Thursday, May 6, 2021

Accounting Equation & Double Entry System

 What is the accounting equation? The accounting equation equates Capital is equal to Assets minus Liabilities. If we put it in the form of an equation it will be as 

Capital = Assets - Liabilities.

This forms the basis of all accounting and the double-entry system works around it and the business transaction are recorded in the books of accounts accordingly. This recording of double-entry in the books of accounts is commonly known as Book Keeping. Before we move on to that how the double-entry system works we need to understand the meaning of the above terms.

CAPITAL: It is also known as Share Holder Equity or Owners Equity. The objective is to finance or invest in a company or a business concern for its overall operation and growth. Capital normally comprised of 1) Owner's equity and  2)  Debt equity. Owner's equity is the capital that is initially invested in the company and the investor owns the company whereas debt refers to the loan and other credits and that need to be repaid in future operations of the company in the form of interest.

ASSETS: Property owned by a business having value and worth is known as a business asset of the company. Business assets can be grouped as 

> Fixed assets: can be used for a longer period and it is intended to produce further goods and semifinished goods. It covers property, plant, and machinery, equipment, furniture and fixtures,  vehicles, and transport. It can not be converted into cash immediately. 

> Current assets: It can be converted into cash immediately and it covers inventories, cash, bank cheques, receivables, short term deposits, marketable securities, stocks, prepaid expenses, and short term investments. 

> Tangible assets: All the fixed assets and current assets can be grouped under tangible assets.

 > Intangible assets: It covers all the intellectual property, goodwill, copyrights, trademarks, designs, patents, brands, franchises, licenses, trade secrets, and reputation.

LIABILITIES: Business liability represents the debts of the firm or company. Business borrowings create business liabilities. It covers bank borrowing, short-term loans, overdrafts, supplier credit, credit purchases, and mortgages all represent business liabilities. All the business payables are business liabilities. Business expenses also create liabilities like taxes payable, salaries payable, and bills payable. It can be grouped in balance under Long term liabilities and Current Liabilities.

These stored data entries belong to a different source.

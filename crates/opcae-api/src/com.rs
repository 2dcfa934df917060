// ── Interface pointers ──
//
// A COM object is a pointer to a pointer to a table of `extern "system"`
// function pointers whose first three slots are IUnknown. `ComPtr` holds one
// counted reference and gives it back on drop.

use std::ffi::c_void;
use std::fmt;
use std::marker::PhantomData;
use std::ptr::NonNull;

use crate::error::{Error, check};
use crate::guid::{Guid, IID_IUNKNOWN};
use crate::hresult::Hresult;

#[repr(C)]
pub struct IUnknownVtbl {
    pub query_interface:
        unsafe extern "system" fn(this: *mut c_void, riid: *const Guid, ppv: *mut *mut c_void) -> Hresult,
    pub add_ref: unsafe extern "system" fn(this: *mut c_void) -> u32,
    pub release: unsafe extern "system" fn(this: *mut c_void) -> u32,
}

/// A COM interface: its identifier and the layout of its vtable.
///
/// # Safety
///
/// `Vtable` must be `#[repr(C)]` and begin with an [`IUnknownVtbl`], and
/// `IID` must be the identifier of an interface with exactly that layout.
pub unsafe trait Interface {
    const IID: Guid;
    type Vtable;
}

/// Marker for the base interface.
pub enum IUnknown {}

// SAFETY: IUnknownVtbl is the base layout itself.
unsafe impl Interface for IUnknown {
    const IID: Guid = IID_IUNKNOWN;
    type Vtable = IUnknownVtbl;
}

/// One counted reference to a COM object through interface `I`.
pub struct ComPtr<I: Interface> {
    ptr: NonNull<*const I::Vtable>,
    _marker: PhantomData<I>,
}

// SAFETY: the objects we hold live in the multithreaded apartment (or are the
// in-process fake), whose interface pointers may be used from any thread.
unsafe impl<I: Interface> Send for ComPtr<I> {}
// SAFETY: as above; every method takes `&self` and the object synchronizes.
unsafe impl<I: Interface> Sync for ComPtr<I> {}

impl<I: Interface> ComPtr<I> {
    /// Adopt a reference the caller already owns. Null yields `None`.
    ///
    /// # Safety
    ///
    /// `raw` must be null or a live interface pointer of type `I` carrying one
    /// reference that is transferred to the returned value.
    pub unsafe fn from_raw(raw: *mut c_void) -> Option<Self> {
        NonNull::new(raw.cast()).map(|ptr| Self {
            ptr,
            _marker: PhantomData,
        })
    }

    pub fn as_raw(&self) -> *mut c_void {
        self.ptr.as_ptr().cast()
    }

    /// Give up the reference without releasing it.
    pub fn into_raw(self) -> *mut c_void {
        let raw = self.as_raw();
        std::mem::forget(self);
        raw
    }

    /// The interface's vtable.
    pub fn vtable(&self) -> &I::Vtable {
        // SAFETY: a live COM object's first field points at its vtable, which
        // lives at least as long as the object.
        unsafe { &**self.ptr.as_ptr() }
    }

    fn unknown(&self) -> &IUnknownVtbl {
        // SAFETY: `Interface` guarantees the vtable starts with IUnknownVtbl.
        unsafe { &*std::ptr::from_ref(self.vtable()).cast::<IUnknownVtbl>() }
    }

    /// Ask the same object for another interface.
    pub fn query_interface<U: Interface>(&self) -> Result<ComPtr<U>, Error> {
        let mut out: *mut c_void = std::ptr::null_mut();
        // SAFETY: `self` is live; `out` is a valid out-pointer.
        let hr = unsafe { (self.unknown().query_interface)(self.as_raw(), &U::IID, &raw mut out) };
        if hr == Hresult::E_NOINTERFACE {
            return Err(Error::NoInterface { iid: U::IID });
        }
        check("QueryInterface", hr)?;
        // SAFETY: on success `out` holds one reference of interface `U`.
        unsafe { ComPtr::from_raw(out) }.ok_or(Error::NoInterface { iid: U::IID })
    }

    /// Reinterpret as the base interface, taking a new reference.
    pub fn to_unknown(&self) -> ComPtr<IUnknown> {
        // SAFETY: every interface is-an IUnknown; AddRef pairs with the Drop.
        unsafe {
            (self.unknown().add_ref)(self.as_raw());
            ComPtr {
                ptr: self.ptr.cast(),
                _marker: PhantomData,
            }
        }
    }
}

impl<I: Interface> Clone for ComPtr<I> {
    fn clone(&self) -> Self {
        // SAFETY: `self` is live; the new reference is owned by the clone.
        unsafe { (self.unknown().add_ref)(self.as_raw()) };
        Self {
            ptr: self.ptr,
            _marker: PhantomData,
        }
    }
}

impl<I: Interface> Drop for ComPtr<I> {
    fn drop(&mut self) {
        // SAFETY: we own exactly one reference.
        unsafe { (self.unknown().release)(self.as_raw()) };
    }
}

impl<I: Interface> fmt::Debug for ComPtr<I> {
    fn fmt(&self, f: &mut fmt::Formatter<'_>) -> fmt::Result {
        f.debug_tuple("ComPtr")
            .field(&I::IID)
            .field(&self.ptr)
            .finish()
    }
}

#[cfg(test)]
#[allow(clippy::unwrap_used)]
mod tests {
    use super::*;
    use crate::fake::FakeEventServer;
    use crate::guid::IID_IOPC_EVENT_SINK;
    use crate::event_server::IOPCEventServer;
    use crate::sink::IOPCEventSink;

    #[test]
    fn clone_and_drop_balance_references() {
        let server = FakeEventServer::new();
        let ptr = server.server_ptr();
        let base = server.ref_count();
        {
            let a = ptr.clone();
            let _b = a.to_unknown();
            assert_eq!(server.ref_count(), base + 2);
        }
        assert_eq!(server.ref_count(), base);
    }

    #[test]
    fn unsupported_interface_is_typed() {
        let server = FakeEventServer::new();
        let ptr: ComPtr<IOPCEventServer> = server.server_ptr();
        let err = ptr.query_interface::<IOPCEventSink>().unwrap_err();
        assert!(matches!(err, Error::NoInterface { iid } if iid == IID_IOPC_EVENT_SINK));
    }
}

The above equation must remain in balance and it represents all the items of the balance sheet. To keep it in a balanced position a system has been devised know as Double Entry Bookkeeping. Business transactions are recorded through journal entries having a minimum double impact to maintain the balance. For example, initial cash investment is made in a company it will increase the shareholder equity (Capital)  on one hand and an increase in the asset (cash) on the other hand. 

Capital = Assets - Liabilities

Shareholder Equity =   Cash - with no change in the liabilities 

 10,000 = 10,000 - 0

10,000 = 10,000  The equation is balance because of the double impacts of the transaction. 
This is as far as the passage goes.